TASK:
From the listing below, extract every line in which the word "push" appears.

(DATA FOR REVIEW)

// ==========================================
// 扫码生产日报 - 行成本估算
// ==========================================
// 仅用于判断分组能否放入剩余页容量
// 常量来自 LineCostPolicy,可覆写
// ==========================================

use crate::config::LineCostPolicy;

// ==========================================
// LineCostEstimator - 行成本估算器
// ==========================================
#[derive(Debug, Clone, Copy, Default)]
pub struct LineCostEstimator {
    policy: LineCostPolicy,
}

impl LineCostEstimator {
    pub fn new(policy: LineCostPolicy) -> Self {
        Self { policy }
    }

    pub fn policy(&self) -> &LineCostPolicy {
        &self.policy
    }

    /// 已包装物料组: 标题 + 小计 + 每条记录一行
    pub fn packaged_group_cost(&self, record_count: usize) -> u32 {
        self.policy
            .packaged_group_overhead
            .saturating_add(lines(record_count))
    }

    /// 在制工序段标题（与其下物料数量无关）
    pub fn operation_header_cost(&self) -> u32 {
        self.policy.operation_header
    }

    /// 在制工序内的物料块: 块头两行 + 小计 + 每条记录一行
    pub fn process_group_cost(&self, record_count: usize) -> u32 {
        self.policy
            .process_group_overhead
            .saturating_add(lines(record_count))
    }
}

fn lines(record_count: usize) -> u32 {
    u32::try_from(record_count).unwrap_or(u32::MAX)
}
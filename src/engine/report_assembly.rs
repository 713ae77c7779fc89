// ==========================================
// 扫码生产日报 - 报表组装
// ==========================================
// 职责: 计算全天汇总（一次）,回填到每一页,并回填总页数
// 红线: 全天汇总基于分页前的输入快照,每页数值完全相同
// ==========================================

use crate::domain::report::{DaySummary, PageSummary, ReportInput, ReportPageDescriptor};
use crate::domain::types::Operation;
use crate::engine::grouping::GroupingEngine;
use crate::engine::paginator::PagePlacement;

// ==========================================
// ReportAssembler - 报表组装器
// ==========================================
pub struct ReportAssembler {
    // 无状态
}

impl ReportAssembler {
    pub fn new() -> Self {
        Self {}
    }

    /// 计算全天汇总
    ///
    /// - total_records: 三个列表的记录总数
    /// - total_audited: audited 标志为真的记录数（跨三个列表）
    /// - total_packaged: 已包装列表记录数
    /// - operation_counts: 在制记录（audited + other）按工序计数,
    ///   标准工艺顺序,仅保留非零项; 无工序历史记录计入兜底工序
    pub fn day_summary(&self, input: &ReportInput, grouping: &GroupingEngine<'_>) -> DaySummary {
        let mut counts = [0usize; Operation::ALL.len()];
        for record in input.audited.iter().chain(input.other.iter()) {
            counts[grouping.operation_of(record).canonical_index()] += 1;
        }

        let operation_counts = Operation::ALL
            .iter()
            .zip(counts.iter())
            .filter(|(_, count)| **count > 0)
            .map(|(op, count)| (*op, *count))
            .collect();

        DaySummary {
            total_records: input.total_records(),
            total_audited: input.all_records().filter(|r| r.audited).count(),
            total_packaged: input.packaged.len(),
            operation_counts,
        }
    }

    /// 组装页描述
    ///
    /// 页码从 1 开始; 每页记录为输入记录的独立副本
    pub fn assemble(
        &self,
        input: &ReportInput,
        placements: Vec<PagePlacement<'_>>,
        day_summary: DaySummary,
    ) -> Vec<ReportPageDescriptor> {
        let total_pages = placements.len();
        placements
            .into_iter()
            .enumerate()
            .map(|(idx, placement)| ReportPageDescriptor {
                page_number: idx + 1,
                total_pages,
                report_date: input.report_date,
                is_first_page: idx == 0,
                settings: input.settings.clone(),
                page_summary: PageSummary {
                    used_lines: placement.used_lines,
                    budget: placement.budget,
                    packaged_count: placement.packaged.len(),
                    process_count: placement.process.len(),
                },
                packaged_records: placement.packaged.into_iter().cloned().collect(),
                process_records: placement.process.into_iter().cloned().collect(),
                day_summary: day_summary.clone(),
            })
            .collect()
    }
}

impl Default for ReportAssembler {
    fn default() -> Self {
        Self::new()
    }
}
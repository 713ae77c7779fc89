// ==========================================
// 扫码生产日报 - 报表分页引擎
// ==========================================
// 红线: 分组不可跨页拆分
// 红线: 分组按序尝试; 放不下时按 GroupFitRule 跳过或停止
// ==========================================
// 职责: 行预算驱动的贪心分页
// 输入: 已包装记录 + 在制记录（audited + other,按条码升序）
// 输出: PagePlacement 列表（未回填全天汇总）
// ==========================================
// 每页两个阶段:
// 1) 包装阶段: 按物料名字典序放入整组
// 2) 在制阶段（页剩余行数 > 页眉预留时进入,即 used < budget）: 按标准工艺顺序遍历工序,
//    工序标题放不下即结束本阶段; 工序内按物料名放入整组,
//    StopAtFirstMiss 下放不下只结束该工序,继续下一工序
// ==========================================

use crate::config::{GroupFitRule, ReportLayoutConfig};
use crate::domain::record::ScannedCodeRecord;
use crate::engine::error::{ReportError, ReportSection};
use crate::engine::grouping::GroupingEngine;
use crate::engine::line_cost::LineCostEstimator;
use tracing::{debug, instrument, warn};

// ==========================================
// PagePlacement - 单页分配结果
// ==========================================
#[derive(Debug, Clone, Default)]
pub struct PagePlacement<'r> {
    pub packaged: Vec<&'r ScannedCodeRecord>,
    pub process: Vec<&'r ScannedCodeRecord>,
    pub used_lines: u32,
    pub budget: u32,
}

impl PagePlacement<'_> {
    pub fn is_empty(&self) -> bool {
        self.packaged.is_empty() && self.process.is_empty()
    }
}

// ==========================================
// ReportPaginator - 分页引擎
// ==========================================
pub struct ReportPaginator<'a> {
    config: &'a ReportLayoutConfig,
    estimator: LineCostEstimator,
}

impl<'a> ReportPaginator<'a> {
    pub fn new(config: &'a ReportLayoutConfig) -> Self {
        Self {
            config,
            estimator: LineCostEstimator::new(config.line_cost),
        }
    }

    /// 执行分页
    ///
    /// # 参数
    /// - `grouping`: 分组引擎（物料目录 + 兜底规则）
    /// - `packaged`: 当前工序为包装的记录
    /// - `audited` / `other`: 其余记录,合并为在制池并按条码升序
    ///
    /// # 返回
    /// 至少一页; 无记录时为一张空白首页
    ///
    /// # 错误
    /// - `OversizedGroup`: 某个分组在空白续页上也放不下
    /// - `NoProgress`: 续页未放入任何记录
    #[instrument(skip_all, fields(
        packaged_count = packaged.len(),
        in_process_count = audited.len() + other.len()
    ))]
    pub fn paginate<'r>(
        &self,
        grouping: &GroupingEngine<'_>,
        packaged: &'r [ScannedCodeRecord],
        audited: &'r [ScannedCodeRecord],
        other: &'r [ScannedCodeRecord],
    ) -> Result<Vec<PagePlacement<'r>>, ReportError> {
        let mut packaged_pool: Vec<&'r ScannedCodeRecord> = packaged.iter().collect();
        let mut process_pool: Vec<&'r ScannedCodeRecord> =
            audited.iter().chain(other.iter()).collect();
        process_pool.sort_by(|a, b| a.code.cmp(&b.code));

        self.ensure_groups_fit(grouping, &packaged_pool, &process_pool)?;

        let mut pages: Vec<PagePlacement<'r>> = Vec::new();
        while !packaged_pool.is_empty() || !process_pool.is_empty() {
            let is_first_page = pages.is_empty();
            let page = self.fill_page(grouping, &packaged_pool, &process_pool, is_first_page);

            if page.is_empty() && !is_first_page {
                return Err(ReportError::NoProgress {
                    page_number: pages.len() + 1,
                    remaining_packaged: packaged_pool.len(),
                    remaining_process: process_pool.len(),
                });
            }

            remove_placed(&mut packaged_pool, &page.packaged);
            remove_placed(&mut process_pool, &page.process);

            debug!(
                page_number = pages.len() + 1,
                used_lines = page.used_lines,
                budget = page.budget,
                packaged = page.packaged.len(),
                process = page.process.len(),
                "分页完成"
            );
            pages.push(page);
        }

        if pages.is_empty() {
            pages.push(PagePlacement {
                budget: self.config.capacity.budget(true),
                ..PagePlacement::default()
            });
        }

        Ok(pages)
    }

    // ==========================================
    // 单页填充
    // ==========================================

    fn fill_page<'r>(
        &self,
        grouping: &GroupingEngine<'_>,
        packaged_pool: &[&'r ScannedCodeRecord],
        process_pool: &[&'r ScannedCodeRecord],
        is_first_page: bool,
    ) -> PagePlacement<'r> {
        let capacity = &self.config.capacity;
        let budget = capacity.budget(is_first_page);
        let page_lines = capacity.lines(is_first_page);
        let header_reservation = capacity.header_reservation(is_first_page);
        let mut page = PagePlacement {
            budget,
            ..PagePlacement::default()
        };

        let stop_at_first_miss = self.config.fit_rule == GroupFitRule::StopAtFirstMiss;

        // 1. 包装阶段
        let packaged_groups = grouping.group_by_article_name(packaged_pool.iter().copied());
        for group in packaged_groups.into_values() {
            let cost = self.estimator.packaged_group_cost(group.len());
            if page.used_lines.saturating_add(cost) > budget {
                if stop_at_first_miss {
                    break;
                }
                continue;
            }
            page.used_lines += cost;
            page.packaged.extend(group);
        }

        // 2. 在制阶段: 剩余按页总行数计
        if page_lines.saturating_sub(page.used_lines) <= header_reservation {
            return page;
        }

        let header_cost = self.estimator.operation_header_cost();
        let operation_groups = grouping.group_by_operation(process_pool.iter().copied());
        for records in operation_groups.into_values() {
            if page.used_lines.saturating_add(header_cost) > budget {
                break;
            }
            page.used_lines += header_cost;

            for group in grouping.group_by_article_name(records).into_values() {
                let cost = self.estimator.process_group_cost(group.len());
                if page.used_lines.saturating_add(cost) > budget {
                    if stop_at_first_miss {
                        break;
                    }
                    continue;
                }
                page.used_lines += cost;
                page.process.extend(group);
            }
        }

        page
    }

    // ==========================================
    // 终止性保证
    // ==========================================

    /// 每个最小放置单元都必须能放进空白续页,否则分页永远无法结束
    fn ensure_groups_fit(
        &self,
        grouping: &GroupingEngine<'_>,
        packaged_pool: &[&ScannedCodeRecord],
        process_pool: &[&ScannedCodeRecord],
    ) -> Result<(), ReportError> {
        let budget = self.config.capacity.budget(false);

        for (article, group) in grouping.group_by_article_name(packaged_pool.iter().copied()) {
            let cost = self.estimator.packaged_group_cost(group.len());
            if cost > budget {
                warn!(article, cost, budget, "包装物料组超出单页容量");
                return Err(ReportError::OversizedGroup {
                    section: ReportSection::Packaged,
                    operation: None,
                    article: article.to_string(),
                    cost,
                    budget,
                });
            }
        }

        let header_cost = self.estimator.operation_header_cost();
        for (operation, records) in grouping.group_by_operation(process_pool.iter().copied()) {
            for (article, group) in grouping.group_by_article_name(records) {
                let cost = header_cost.saturating_add(self.estimator.process_group_cost(group.len()));
                if cost > budget {
                    warn!(%operation, article, cost, budget, "在制物料组超出单页容量");
                    return Err(ReportError::OversizedGroup {
                        section: ReportSection::Process,
                        operation: Some(operation),
                        article: article.to_string(),
                        cost,
                        budget,
                    });
                }
            }
        }

        Ok(())
    }
}

/// 按引用身份（而非 id / code）移除已放置的记录
fn remove_placed<'r>(pool: &mut Vec<&'r ScannedCodeRecord>, placed: &[&'r ScannedCodeRecord]) {
    if placed.is_empty() {
        return;
    }
    pool.retain(|record| !placed.iter().any(|p| std::ptr::eq(*p, *record)));
}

(End DATA FOR REVIEW)

RESULT OF THIS EXERCISE:
            pages.push(page);
            pages.push(PagePlacement {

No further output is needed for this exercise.